The promise of organ and tissue preservation to transform medicine.
Nat Biotechnol. 2017 Jun 07;35(6):530-542
Authors: Giwa S, Lewis JK, Alvarez L, Langer R, Roth AE, Church GM, Markmann JF, Sachs DH, Chandraker A, Wertheim JA, Rothblatt M, Boyden ES, Eidbo E, Lee WPA, Pomahac B, Brandacher G, Weinstock DM, Elliott G, Nelson D, Acker JP, Uygun K, Schmalz B, Weegman BP, Tocchio A, Fahy GM, Storey KB, Rubinsky B, Bischof J, Elliott JAW, Woodruff TK, Morris GJ, Demirci U, Brockbank KGM, Woods EJ, Ben RN, Baust JG, Gao D, Fuller B, Rabin Y, Kravitz DC, Taylor MJ, Toner M
The ability to replace organs and tissues on demand could save or improve millions of lives each year globally and create public health benefits on par with curing cancer. Unmet needs for organ and tissue preservation place enormous logistical limitations on transplantation, regenerative medicine, drug discovery, and a variety of rapidly advancing areas spanning biomedicine. A growing coalition of researchers, clinicians, advocacy organizations, academic institutions, and other stakeholders has assembled to address the unmet need for preservation advances, outlining remaining challenges and identifying areas of underinvestment and untapped opportunities.
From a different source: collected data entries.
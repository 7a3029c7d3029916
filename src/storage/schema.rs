//! Schema validation of parsed YAML documents
//!
//! Documents are parsed into a generic [`Value`] tree first. Validation turns
//! that tree into typed data, rejecting unknown fields and checking the rules
//! serde cannot express on its own.

use std::{
    fmt,
    num::NonZeroU64,
    path::{Path, PathBuf},
};

use indexmap::IndexMap;
use non_empty_string::NonEmptyString;
use nonempty::NonEmpty;
use regex::Regex;
use serde::Deserialize;
use serde_yaml::{Mapping, Value};

use crate::domain::{
    pattern::{Constraint, Target},
    Case, HostType, Pattern, RecipeSet, Suite,
};

/// The kinds of document found in a database.
#[derive(Debug, Clone, Copy, PartialEq, Eq)]
pub enum DocumentKind {
    /// The top-level index file.
    Index,
    /// A suite file referenced from the index.
    Suite,
}

impl fmt::Display for DocumentKind {
    fn fmt(&self, f: &mut fmt::Formatter<'_>) -> fmt::Result {
        match self {
            Self::Index => f.write_str("Base"),
            Self::Suite => f.write_str("Suite"),
        }
    }
}

/// A document did not match the schema of its kind.
#[derive(Debug, Clone, PartialEq, Eq, thiserror::Error)]
#[error("Invalid {kind} data: {message}")]
pub struct SchemaError {
    kind: DocumentKind,
    message: String,
}

impl SchemaError {
    fn new(kind: DocumentKind, message: impl fmt::Display) -> Self {
        Self {
            kind,
            message: message.to_string(),
        }
    }

    fn base(message: impl fmt::Display) -> Self {
        Self::new(DocumentKind::Index, message)
    }

    fn suite(message: impl fmt::Display) -> Self {
        Self::new(DocumentKind::Suite, message)
    }

    /// The kind of document that failed validation.
    #[must_use]
    pub const fn kind(&self) -> DocumentKind {
        self.kind
    }
}

/// The validated contents of an index file.
///
/// File references are kept exactly as written; resolving them is up to the
/// loader.
#[derive(Debug, Clone, Default)]
pub struct Index {
    /// Filter for host types that get their own job section.
    pub host_type_regex: Option<Regex>,
    /// Declared host types, in order.
    pub host_types: Vec<HostType>,
    /// Declared recipe sets, in order.
    pub recipesets: Vec<RecipeSet>,
    /// Declared architectures.
    pub arches: Vec<String>,
    /// Tree names and their template paths, in order.
    pub trees: Vec<(String, PathBuf)>,
    /// Suite file references, in order.
    pub suites: Vec<PathBuf>,
}

#[derive(Debug, Deserialize)]
#[serde(deny_unknown_fields)]
struct IndexDocument {
    #[serde(default)]
    host_type_regex: Option<String>,
    #[serde(default)]
    host_types: IndexMap<String, Option<HostTypeDocument>>,
    #[serde(default)]
    recipesets: IndexMap<String, Vec<String>>,
    #[serde(default)]
    arches: Vec<String>,
    #[serde(default)]
    trees: IndexMap<String, PathBuf>,
    #[serde(default)]
    suites: Vec<PathBuf>,
}

#[derive(Debug, Default, Deserialize)]
#[serde(deny_unknown_fields)]
struct HostTypeDocument {
    #[serde(default)]
    ignore_panic: bool,
}

#[derive(Debug, Deserialize)]
#[serde(deny_unknown_fields)]
struct SuiteDocument {
    description: String,
    maintainers: Vec<String>,
    #[serde(default)]
    pattern: Option<PatternDocument>,
    #[serde(default)]
    cases: Vec<CaseDocument>,
}

#[derive(Debug, Deserialize)]
#[serde(deny_unknown_fields)]
struct CaseDocument {
    name: String,
    max_duration_seconds: NonZeroU64,
    #[serde(default)]
    waived: bool,
    #[serde(default)]
    pattern: Option<PatternDocument>,
}

#[derive(Debug, Deserialize)]
#[serde(deny_unknown_fields)]
struct PatternDocument {
    #[serde(default)]
    trees: Option<OneOrMany>,
    #[serde(default)]
    arches: Option<OneOrMany>,
    #[serde(default)]
    host_types: Option<OneOrMany>,
}

/// A single regex, or a list of alternatives.
#[derive(Debug, Deserialize)]
#[serde(untagged)]
enum OneOrMany {
    One(String),
    Many(Vec<String>),
}

impl OneOrMany {
    fn into_vec(self) -> Vec<String> {
        match self {
            Self::One(source) => vec![source],
            Self::Many(sources) => sources,
        }
    }
}

/// Validates a parsed index document.
///
/// An empty document (null) is treated as an empty mapping.
///
/// # Errors
///
/// Returns a [`SchemaError`] of kind [`DocumentKind::Index`] if the document
/// has unknown keys, values of the wrong type, or an invalid host type regex.
pub fn validate_index(value: Value) -> Result<Index, SchemaError> {
    let value = if value.is_null() {
        Value::Mapping(Mapping::new())
    } else {
        value
    };

    let document: IndexDocument = serde_yaml::from_value(value).map_err(SchemaError::base)?;

    let host_type_regex = document
        .host_type_regex
        .map(|source| {
            Regex::new(&source)
                .map_err(|e| SchemaError::base(format!("invalid host_type_regex: {e}")))
        })
        .transpose()?;

    let host_types = document
        .host_types
        .into_iter()
        .map(|(name, host_type)| {
            HostType::new(name, host_type.unwrap_or_default().ignore_panic)
        })
        .collect();

    let recipesets = document
        .recipesets
        .into_iter()
        .map(|(name, members)| RecipeSet::new(name, members))
        .collect();

    Ok(Index {
        host_type_regex,
        host_types,
        recipesets,
        arches: document.arches,
        trees: document.trees.into_iter().collect(),
        suites: document.suites,
    })
}

/// Validates a parsed suite document loaded from `path`.
///
/// # Errors
///
/// Returns a [`SchemaError`] of kind [`DocumentKind::Suite`] if required keys
/// are missing, unknown keys are present, `maintainers` is empty, a case has
/// an empty name or a zero duration, or a pattern regex is invalid.
pub fn validate_suite(value: Value, path: &Path) -> Result<Suite, SchemaError> {
    let document: SuiteDocument = serde_yaml::from_value(value).map_err(SchemaError::suite)?;

    let maintainers = NonEmpty::from_vec(document.maintainers)
        .ok_or_else(|| SchemaError::suite("maintainers must not be empty"))?;

    let pattern = document
        .pattern
        .map(compile_pattern)
        .transpose()?
        .unwrap_or_default();

    let cases = document
        .cases
        .into_iter()
        .map(validate_case)
        .collect::<Result<Vec<_>, _>>()?;

    Ok(Suite::new(path.to_path_buf(), document.description, maintainers, cases)
        .with_pattern(pattern))
}

fn validate_case(document: CaseDocument) -> Result<Case, SchemaError> {
    let name = NonEmptyString::new(document.name)
        .map_err(|_| SchemaError::suite("case name must not be empty"))?;

    let pattern = document
        .pattern
        .map(compile_pattern)
        .transpose()
        .map_err(|e| SchemaError::suite(format!("case {name}: {}", e.message)))?
        .unwrap_or_default();

    Ok(Case::new(name, document.max_duration_seconds)
        .waived(document.waived)
        .with_pattern(pattern))
}

fn compile_pattern(document: PatternDocument) -> Result<Pattern, SchemaError> {
    let fields = [
        (Target::Tree, document.trees),
        (Target::Arch, document.arches),
        (Target::HostType, document.host_types),
    ];

    let constraints = fields
        .into_iter()
        .filter_map(|(target, sources)| sources.map(|s| (target, s.into_vec())))
        .map(|(target, sources)| {
            Constraint::new(target, &sources)
                .map_err(|e| SchemaError::suite(format!("invalid {target} pattern: {e}")))
        })
        .collect::<Result<Vec<_>, _>>()?;

    Ok(Pattern::from_constraints(constraints))
}
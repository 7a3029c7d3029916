//! Test-plan database loading and job rendering
//!
//! A database is a directory holding an `index.yaml` file that declares trees,
//! host types, recipe sets and architectures, and references suite files.
//! Jobs are rendered by filling a tree's XML template with the cases that
//! apply to a tree and architecture.

pub mod domain;
pub use domain::{Case, Database, HostType, Pattern, RecipeSet, Subject, Suite, Tree};

/// Reading and validating databases from disk.
pub mod storage;
pub use storage::{load, LoadError, SchemaError};

pub mod render;
pub use render::{render, select, RenderError};
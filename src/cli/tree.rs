use std::path::Path;

use kpet::Database;
use tracing::instrument;

use super::OutputFormat;

#[derive(Debug, clap::Parser)]
pub struct Command {
    #[command(subcommand)]
    command: TreeCommand,
}

#[derive(Debug, clap::Parser)]
enum TreeCommand {
    /// List the names of all declared trees
    List(List),
}

#[derive(Debug, clap::Parser)]
struct List {
    /// Output format
    #[arg(long, value_name = "FORMAT", default_value = "plain")]
    output: OutputFormat,
}

impl Command {
    #[instrument(level = "debug", skip(self))]
    pub fn run(self, db: &Path) -> anyhow::Result<()> {
        let database = Database::open(db)?;

        match self.command {
            TreeCommand::List(list) => {
                let names: Vec<_> = database.trees().iter().map(|tree| tree.name()).collect();
                list.output.print(&names)
            }
        }
    }
}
Meanwhile, recent discoveries provide proofs of principle for breakthroughs in a family of research areas surrounding biopreservation. These developments indicate that a new paradigm, integrating multiple existing preservation approaches and new technologies that have flourished in the past 10 years, could transform preservation research. Capitalizing on these opportunities will require engagement across many research areas and stakeholder groups. A coordinated effort is needed to expedite preservation advances that can transform several areas of medicine and medical science.